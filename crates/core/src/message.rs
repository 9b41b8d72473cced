use chrono::{DateTime, Utc};
use serde::{Deserialize, Serialize};
use std::fmt;
use std::str::FromStr;

/// Stable identifier of a message within one session's message set.
///
/// Used as the height-cache key, so it must never be reused for a different
/// message in the same session.
#[derive(Debug, Clone, PartialEq, Eq, Hash, PartialOrd, Ord, Serialize, Deserialize)]
#[serde(transparent)]
pub struct MessageId(String);

impl MessageId {
    pub fn new(id: impl Into<String>) -> Self {
        Self(id.into())
    }

    pub fn as_str(&self) -> &str {
        &self.0
    }
}

impl fmt::Display for MessageId {
    fn fmt(&self, f: &mut fmt::Formatter<'_>) -> fmt::Result {
        f.write_str(&self.0)
    }
}

impl From<&str> for MessageId {
    fn from(value: &str) -> Self {
        Self(value.to_string())
    }
}

impl From<String> for MessageId {
    fn from(value: String) -> Self {
        Self(value)
    }
}

/// Author of a message.
#[derive(Debug, Clone, Copy, PartialEq, Eq, Hash, Serialize, Deserialize)]
#[serde(rename_all = "snake_case")]
pub enum Role {
    User,
    #[serde(alias = "assistant")]
    Agent,
    System,
    Tool,
}

impl Role {
    pub fn as_str(self) -> &'static str {
        match self {
            Self::User => "user",
            Self::Agent => "agent",
            Self::System => "system",
            Self::Tool => "tool",
        }
    }
}

impl fmt::Display for Role {
    fn fmt(&self, f: &mut fmt::Formatter<'_>) -> fmt::Result {
        f.write_str(self.as_str())
    }
}

#[derive(Debug, thiserror::Error, PartialEq, Eq)]
#[error("unknown message role: {0}")]
pub struct ParseRoleError(pub String);

impl FromStr for Role {
    type Err = ParseRoleError;

    fn from_str(s: &str) -> Result<Self, Self::Err> {
        match s.trim().to_ascii_lowercase().as_str() {
            "user" | "human" => Ok(Self::User),
            "agent" | "assistant" => Ok(Self::Agent),
            "system" => Ok(Self::System),
            "tool" | "tool_result" => Ok(Self::Tool),
            other => Err(ParseRoleError(other.to_string())),
        }
    }
}

/// A single recorded message. Immutable once fetched for a session.
#[derive(Debug, Clone, PartialEq, Serialize, Deserialize)]
pub struct Message {
    pub id: MessageId,
    pub role: Role,
    pub timestamp: DateTime<Utc>,
    #[serde(default)]
    pub content: String,
}

impl Message {
    pub fn new(
        id: impl Into<MessageId>,
        role: Role,
        timestamp: DateTime<Utc>,
        content: impl Into<String>,
    ) -> Self {
        Self {
            id: id.into(),
            role,
            timestamp,
            content: content.into(),
        }
    }

    /// First non-blank line of the content, trimmed.
    pub fn first_line(&self) -> &str {
        self.content
            .lines()
            .map(str::trim)
            .find(|line| !line.is_empty())
            .unwrap_or("")
    }
}

/// Global ordering of a session's message sequence.
#[derive(Debug, Clone, Copy, PartialEq, Eq, Default, Serialize, Deserialize)]
#[serde(rename_all = "snake_case")]
pub enum SortDirection {
    #[default]
    Chronological,
    NewestFirst,
}

impl SortDirection {
    pub fn toggled(self) -> Self {
        match self {
            Self::Chronological => Self::NewestFirst,
            Self::NewestFirst => Self::Chronological,
        }
    }

    pub fn label(self) -> &'static str {
        match self {
            Self::Chronological => "oldest first",
            Self::NewestFirst => "newest first",
        }
    }

    /// Arrange messages fetched in chronological order according to this direction.
    pub fn arrange(self, mut messages: Vec<Message>) -> Vec<Message> {
        if self == Self::NewestFirst {
            messages.reverse();
        }
        messages
    }
}

#[cfg(test)]
mod tests {
    use super::*;
    use crate::testing;

    #[test]
    fn role_parses_wire_aliases() {
        assert_eq!("assistant".parse::<Role>(), Ok(Role::Agent));
        assert_eq!(" Human ".parse::<Role>(), Ok(Role::User));
        assert_eq!("tool_result".parse::<Role>(), Ok(Role::Tool));
        assert_eq!(
            "narrator".parse::<Role>(),
            Err(ParseRoleError("narrator".to_string()))
        );
    }

    #[test]
    fn message_deserializes_assistant_alias_and_missing_content() {
        let raw = r#"{"id":"m1","role":"assistant","timestamp":"2025-01-02T03:04:05Z"}"#;
        let message: Message = serde_json::from_str(raw).unwrap();
        assert_eq!(message.id.as_str(), "m1");
        assert_eq!(message.role, Role::Agent);
        assert!(message.content.is_empty());
    }

    #[test]
    fn first_line_skips_blank_lines() {
        let message = testing::message("m1", Role::User, "\n\n  hello there \nsecond");
        assert_eq!(message.first_line(), "hello there");
    }

    #[test]
    fn newest_first_reverses_sequence() {
        let messages = testing::messages(3);
        let arranged = SortDirection::NewestFirst.arrange(messages.clone());
        let ids: Vec<_> = arranged.iter().map(|m| m.id.as_str()).collect();
        assert_eq!(ids, vec!["m2", "m1", "m0"]);
        assert_eq!(SortDirection::Chronological.arrange(messages.clone()), messages);
        assert_eq!(
            SortDirection::Chronological.toggled(),
            SortDirection::NewestFirst
        );
    }
}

****************************************

## The problem:
Please report the number of lines in the data that include the word "enum", and add no other text.

## Result of the task:
2